Stored data
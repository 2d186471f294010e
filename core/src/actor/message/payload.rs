use std::any::Any;
use std::fmt::{Debug, Formatter};
use std::sync::Arc;

use crate::actor::ActorError;

/// Type-erased message data. Cheap to clone; the value is shared, never copied.
#[derive(Clone)]
pub struct Payload {
  value: Arc<dyn Any + Send + Sync>,
  type_name: &'static str,
}

macro_rules! display_as_wire {
  ($payload:expr, $($ty:ty),*) => {
    $(
      if let Some(value) = $payload.downcast_ref::<$ty>() {
        return Ok(value.to_string());
      }
    )*
  };
}

impl Payload {
  pub fn new<T: Any + Send + Sync>(value: T) -> Self {
    Self {
      value: Arc::new(value),
      type_name: std::any::type_name::<T>(),
    }
  }

  pub fn is<T: Any>(&self) -> bool {
    (*self.value).is::<T>()
  }

  pub fn downcast_ref<T: Any>(&self) -> Option<&T> {
    (*self.value).downcast_ref::<T>()
  }

  pub fn type_name(&self) -> &'static str {
    self.type_name
  }

  /// Renders the payload as the text carried by remote envelopes.
  ///
  /// Strings, numbers, booleans, chars and `serde_json::Value` have a textual form;
  /// anything else is an [`ActorError::Encoding`].
  pub fn to_wire_string(&self) -> Result<String, ActorError> {
    if let Some(value) = self.downcast_ref::<serde_json::Value>() {
      return Ok(match value {
        serde_json::Value::String(s) => s.clone(),
        other => other.to_string(),
      });
    }
    display_as_wire!(
      self,
      String,
      &'static str,
      char,
      bool,
      i8,
      i16,
      i32,
      i64,
      i128,
      isize,
      u8,
      u16,
      u32,
      u64,
      u128,
      usize,
      f32,
      f64
    );
    Err(ActorError::Encoding(format!(
      "payload of type {} has no wire representation",
      self.type_name
    )))
  }
}

impl Debug for Payload {
  fn fmt(&self, f: &mut Formatter<'_>) -> std::fmt::Result {
    match self.to_wire_string() {
      Ok(text) => f.debug_tuple("Payload").field(&text).finish(),
      Err(_) => write!(f, "Payload(<{}>)", self.type_name),
    }
  }
}

impl From<String> for Payload {
  fn from(value: String) -> Self {
    Payload::new(value)
  }
}

impl From<&'static str> for Payload {
  fn from(value: &'static str) -> Self {
    Payload::new(value)
  }
}

static_assertions::assert_impl_all!(Payload: Send, Sync);

#[cfg(test)]
mod tests {
  use super::*;

  #[derive(Debug)]
  struct Opaque;

  #[test]
  fn test_downcast() {
    let payload = Payload::new(42u32);
    assert!(payload.is::<u32>());
    assert_eq!(payload.downcast_ref::<u32>(), Some(&42));
    assert_eq!(payload.downcast_ref::<i32>(), None);
  }

  #[test]
  fn test_wire_string() {
    assert_eq!(Payload::from("ping").to_wire_string().unwrap(), "ping");
    assert_eq!(Payload::new(1.5f64).to_wire_string().unwrap(), "1.5");
    assert_eq!(
      Payload::new(serde_json::json!({"a": 1})).to_wire_string().unwrap(),
      "{\"a\":1}"
    );
  }

  #[test]
  fn test_opaque_payload_is_not_encodable() {
    let result = Payload::new(Opaque).to_wire_string();
    assert!(matches!(result, Err(ActorError::Encoding(_))));
    assert!(format!("{:?}", Payload::new(Opaque)).contains("Opaque"));
  }
}
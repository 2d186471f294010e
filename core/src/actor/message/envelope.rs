use std::any::Any;
use std::collections::HashMap;

use crate::actor::core::ActorRef;
use crate::actor::message::Payload;

/// Opaque tracing context propagated alongside a message.
pub type TracingCarrier = HashMap<String, String>;

/// One message in flight. Immutable once built.
#[derive(Debug, Clone)]
pub struct Envelope {
  message_type: String,
  data: Option<Payload>,
  sender: ActorRef,
  receiver: ActorRef,
  carrier: Option<TracingCarrier>,
}

impl Envelope {
  pub fn new(message_type: impl Into<String>, data: Option<Payload>, sender: ActorRef, receiver: ActorRef) -> Self {
    Self {
      message_type: message_type.into(),
      data,
      sender,
      receiver,
      carrier: None,
    }
  }

  pub fn with_carrier(mut self, carrier: Option<TracingCarrier>) -> Self {
    self.carrier = carrier;
    self
  }

  pub fn message_type(&self) -> &str {
    &self.message_type
  }

  pub fn data(&self) -> Option<&Payload> {
    self.data.as_ref()
  }

  pub fn sender(&self) -> &ActorRef {
    &self.sender
  }

  pub fn receiver(&self) -> &ActorRef {
    &self.receiver
  }

  pub fn carrier(&self) -> Option<&TracingCarrier> {
    self.carrier.as_ref()
  }
}

/// The envelope being handled, as handed to a reaction.
#[derive(Debug, Clone)]
pub struct Context {
  envelope: Envelope,
}

impl Context {
  pub(crate) fn new(envelope: Envelope) -> Self {
    Self { envelope }
  }

  pub fn message_type(&self) -> &str {
    self.envelope.message_type()
  }

  pub fn data(&self) -> Option<&Payload> {
    self.envelope.data()
  }

  pub fn data_as<T: Any>(&self) -> Option<&T> {
    self.data().and_then(|data| data.downcast_ref::<T>())
  }

  pub fn sender(&self) -> &ActorRef {
    self.envelope.sender()
  }

  /// The actor handling this message.
  pub fn self_ref(&self) -> &ActorRef {
    self.envelope.receiver()
  }

  pub fn carrier(&self) -> Option<&TracingCarrier> {
    self.envelope.carrier()
  }

  pub fn envelope(&self) -> &Envelope {
    &self.envelope
  }

  pub fn into_envelope(self) -> Envelope {
    self.envelope
  }
}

What to work on |
Which of the lines above include the word "filename"? List those lines.

Exercise solution |
filename core/src/actor/message/payload.rs
filename core/src/actor/message/envelope.rs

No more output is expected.